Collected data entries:
Start of Block
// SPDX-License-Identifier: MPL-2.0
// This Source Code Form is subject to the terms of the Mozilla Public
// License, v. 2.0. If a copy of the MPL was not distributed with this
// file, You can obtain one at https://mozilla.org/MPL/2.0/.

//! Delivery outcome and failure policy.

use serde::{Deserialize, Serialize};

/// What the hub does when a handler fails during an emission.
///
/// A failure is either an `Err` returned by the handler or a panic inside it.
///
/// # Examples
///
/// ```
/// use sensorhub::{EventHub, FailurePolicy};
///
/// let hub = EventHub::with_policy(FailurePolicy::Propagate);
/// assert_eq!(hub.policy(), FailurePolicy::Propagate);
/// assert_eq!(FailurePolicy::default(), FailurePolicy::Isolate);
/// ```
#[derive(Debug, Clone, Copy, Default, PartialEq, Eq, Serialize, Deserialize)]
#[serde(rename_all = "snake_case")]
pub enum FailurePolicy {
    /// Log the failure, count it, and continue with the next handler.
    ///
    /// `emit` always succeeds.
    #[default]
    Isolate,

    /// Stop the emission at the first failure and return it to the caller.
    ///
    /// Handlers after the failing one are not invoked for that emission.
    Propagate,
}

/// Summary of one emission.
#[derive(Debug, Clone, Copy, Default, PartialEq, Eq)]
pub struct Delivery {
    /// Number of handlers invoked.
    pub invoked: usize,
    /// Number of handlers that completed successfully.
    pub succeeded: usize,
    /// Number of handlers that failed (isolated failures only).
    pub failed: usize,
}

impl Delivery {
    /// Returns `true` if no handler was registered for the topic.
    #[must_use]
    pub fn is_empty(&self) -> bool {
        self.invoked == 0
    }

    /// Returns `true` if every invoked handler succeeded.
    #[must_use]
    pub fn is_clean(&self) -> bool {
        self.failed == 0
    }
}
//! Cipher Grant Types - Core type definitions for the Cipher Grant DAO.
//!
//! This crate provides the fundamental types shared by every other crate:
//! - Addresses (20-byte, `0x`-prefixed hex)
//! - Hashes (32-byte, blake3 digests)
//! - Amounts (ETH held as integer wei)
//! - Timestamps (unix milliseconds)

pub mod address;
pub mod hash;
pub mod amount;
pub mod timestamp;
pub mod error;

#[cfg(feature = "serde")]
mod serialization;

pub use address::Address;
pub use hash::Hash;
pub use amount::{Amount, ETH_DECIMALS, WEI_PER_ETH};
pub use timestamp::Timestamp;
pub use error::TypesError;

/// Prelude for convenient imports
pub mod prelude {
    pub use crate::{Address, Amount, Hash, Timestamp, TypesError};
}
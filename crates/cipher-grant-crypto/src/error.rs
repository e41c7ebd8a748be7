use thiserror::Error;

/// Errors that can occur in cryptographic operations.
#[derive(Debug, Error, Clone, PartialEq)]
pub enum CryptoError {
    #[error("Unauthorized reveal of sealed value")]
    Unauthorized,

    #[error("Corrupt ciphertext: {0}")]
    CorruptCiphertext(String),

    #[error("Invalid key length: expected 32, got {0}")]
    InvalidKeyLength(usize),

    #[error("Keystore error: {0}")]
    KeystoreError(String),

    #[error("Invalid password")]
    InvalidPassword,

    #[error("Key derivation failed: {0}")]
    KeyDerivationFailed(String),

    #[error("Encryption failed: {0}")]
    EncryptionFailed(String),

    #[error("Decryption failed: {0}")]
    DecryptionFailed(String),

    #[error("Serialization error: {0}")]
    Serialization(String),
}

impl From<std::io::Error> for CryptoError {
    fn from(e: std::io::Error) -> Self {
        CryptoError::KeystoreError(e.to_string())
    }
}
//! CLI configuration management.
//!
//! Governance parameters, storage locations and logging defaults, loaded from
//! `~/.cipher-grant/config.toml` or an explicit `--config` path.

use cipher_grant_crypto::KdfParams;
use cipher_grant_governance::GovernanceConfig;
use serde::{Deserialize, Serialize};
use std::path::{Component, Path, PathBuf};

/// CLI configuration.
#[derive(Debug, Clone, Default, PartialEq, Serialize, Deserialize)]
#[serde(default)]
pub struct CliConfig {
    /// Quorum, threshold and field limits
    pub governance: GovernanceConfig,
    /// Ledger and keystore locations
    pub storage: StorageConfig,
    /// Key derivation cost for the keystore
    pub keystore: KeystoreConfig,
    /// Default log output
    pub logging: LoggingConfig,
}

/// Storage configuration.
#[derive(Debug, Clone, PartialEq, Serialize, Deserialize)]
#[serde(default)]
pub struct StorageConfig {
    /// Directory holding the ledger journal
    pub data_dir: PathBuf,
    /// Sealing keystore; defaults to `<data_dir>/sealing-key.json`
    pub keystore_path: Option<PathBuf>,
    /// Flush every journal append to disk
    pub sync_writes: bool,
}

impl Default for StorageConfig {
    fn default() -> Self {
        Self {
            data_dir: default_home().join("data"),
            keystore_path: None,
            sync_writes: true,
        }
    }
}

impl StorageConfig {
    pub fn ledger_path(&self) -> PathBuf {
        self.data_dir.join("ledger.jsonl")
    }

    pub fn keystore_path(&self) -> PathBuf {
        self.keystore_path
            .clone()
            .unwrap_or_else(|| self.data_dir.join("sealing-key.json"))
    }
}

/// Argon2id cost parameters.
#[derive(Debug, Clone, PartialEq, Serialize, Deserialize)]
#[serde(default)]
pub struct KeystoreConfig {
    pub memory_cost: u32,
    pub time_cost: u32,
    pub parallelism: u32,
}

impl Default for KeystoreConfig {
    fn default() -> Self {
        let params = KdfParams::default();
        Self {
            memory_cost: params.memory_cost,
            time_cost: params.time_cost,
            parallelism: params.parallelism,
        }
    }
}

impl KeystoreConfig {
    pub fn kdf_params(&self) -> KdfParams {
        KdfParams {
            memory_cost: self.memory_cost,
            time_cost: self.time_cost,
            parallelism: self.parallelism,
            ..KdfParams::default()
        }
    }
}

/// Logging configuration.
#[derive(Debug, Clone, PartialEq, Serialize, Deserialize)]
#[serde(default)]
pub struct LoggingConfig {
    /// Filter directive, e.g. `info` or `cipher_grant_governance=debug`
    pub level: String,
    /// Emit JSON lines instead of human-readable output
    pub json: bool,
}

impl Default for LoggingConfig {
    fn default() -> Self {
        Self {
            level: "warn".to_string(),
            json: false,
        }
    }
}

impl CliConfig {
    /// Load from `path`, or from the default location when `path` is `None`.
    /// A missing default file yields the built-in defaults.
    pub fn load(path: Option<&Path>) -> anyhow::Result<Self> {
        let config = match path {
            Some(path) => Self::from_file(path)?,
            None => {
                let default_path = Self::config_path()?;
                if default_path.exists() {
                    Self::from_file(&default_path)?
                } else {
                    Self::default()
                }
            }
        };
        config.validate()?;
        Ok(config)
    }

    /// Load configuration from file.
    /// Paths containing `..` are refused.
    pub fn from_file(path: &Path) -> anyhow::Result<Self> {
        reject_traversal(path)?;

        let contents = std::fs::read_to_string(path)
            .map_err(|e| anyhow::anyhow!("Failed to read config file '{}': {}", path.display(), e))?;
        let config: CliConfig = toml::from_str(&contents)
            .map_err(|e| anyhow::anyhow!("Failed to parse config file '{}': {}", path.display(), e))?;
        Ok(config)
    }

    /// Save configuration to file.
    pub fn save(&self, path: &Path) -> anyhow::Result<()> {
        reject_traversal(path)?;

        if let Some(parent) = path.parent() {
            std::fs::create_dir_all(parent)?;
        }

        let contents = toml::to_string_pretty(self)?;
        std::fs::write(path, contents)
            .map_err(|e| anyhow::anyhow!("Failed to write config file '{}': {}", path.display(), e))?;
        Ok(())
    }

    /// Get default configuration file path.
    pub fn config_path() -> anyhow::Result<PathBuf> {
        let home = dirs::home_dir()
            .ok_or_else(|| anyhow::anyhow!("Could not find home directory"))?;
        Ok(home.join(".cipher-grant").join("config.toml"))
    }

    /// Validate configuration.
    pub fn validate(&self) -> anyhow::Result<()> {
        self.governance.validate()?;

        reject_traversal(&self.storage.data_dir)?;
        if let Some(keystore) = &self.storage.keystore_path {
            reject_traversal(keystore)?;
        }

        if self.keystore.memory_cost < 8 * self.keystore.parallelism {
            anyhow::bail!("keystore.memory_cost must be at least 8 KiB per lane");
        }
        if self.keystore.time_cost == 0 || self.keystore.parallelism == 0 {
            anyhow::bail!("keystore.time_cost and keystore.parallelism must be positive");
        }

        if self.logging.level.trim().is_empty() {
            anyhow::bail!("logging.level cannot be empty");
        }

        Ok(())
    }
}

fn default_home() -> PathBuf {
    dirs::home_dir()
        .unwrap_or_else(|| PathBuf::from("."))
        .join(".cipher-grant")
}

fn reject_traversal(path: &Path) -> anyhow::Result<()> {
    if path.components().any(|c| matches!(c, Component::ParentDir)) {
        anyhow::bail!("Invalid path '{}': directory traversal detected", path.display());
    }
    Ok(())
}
End of Block
What to produce: From the records above, copy only the lines starting with the line that holds "the Mozilla Public" and going on through the line that holds "This crate provides", exactly as written.

Exercise answer:
// This Source Code Form is subject to the terms of the Mozilla Public
// License, v. 2.0. If a copy of the MPL was not distributed with this
// file, You can obtain one at https://mozilla.org/MPL/2.0/.

//! Delivery outcome and failure policy.

use serde::{Deserialize, Serialize};

/// What the hub does when a handler fails during an emission.
///
/// A failure is either an `Err` returned by the handler or a panic inside it.
///
/// # Examples
///
/// ```
/// use sensorhub::{EventHub, FailurePolicy};
///
/// let hub = EventHub::with_policy(FailurePolicy::Propagate);
/// assert_eq!(hub.policy(), FailurePolicy::Propagate);
/// assert_eq!(FailurePolicy::default(), FailurePolicy::Isolate);
/// ```
#[derive(Debug, Clone, Copy, Default, PartialEq, Eq, Serialize, Deserialize)]
#[serde(rename_all = "snake_case")]
pub enum FailurePolicy {
    /// Log the failure, count it, and continue with the next handler.
    ///
    /// `emit` always succeeds.
    #[default]
    Isolate,

    /// Stop the emission at the first failure and return it to the caller.
    ///
    /// Handlers after the failing one are not invoked for that emission.
    Propagate,
}

/// Summary of one emission.
#[derive(Debug, Clone, Copy, Default, PartialEq, Eq)]
pub struct Delivery {
    /// Number of handlers invoked.
    pub invoked: usize,
    /// Number of handlers that completed successfully.
    pub succeeded: usize,
    /// Number of handlers that failed (isolated failures only).
    pub failed: usize,
}

impl Delivery {
    /// Returns `true` if no handler was registered for the topic.
    #[must_use]
    pub fn is_empty(&self) -> bool {
        self.invoked == 0
    }

    /// Returns `true` if every invoked handler succeeded.
    #[must_use]
    pub fn is_clean(&self) -> bool {
        self.failed == 0
    }
}
//! Cipher Grant Types - Core type definitions for the Cipher Grant DAO.
//!
//! This crate provides the fundamental types shared by every other crate:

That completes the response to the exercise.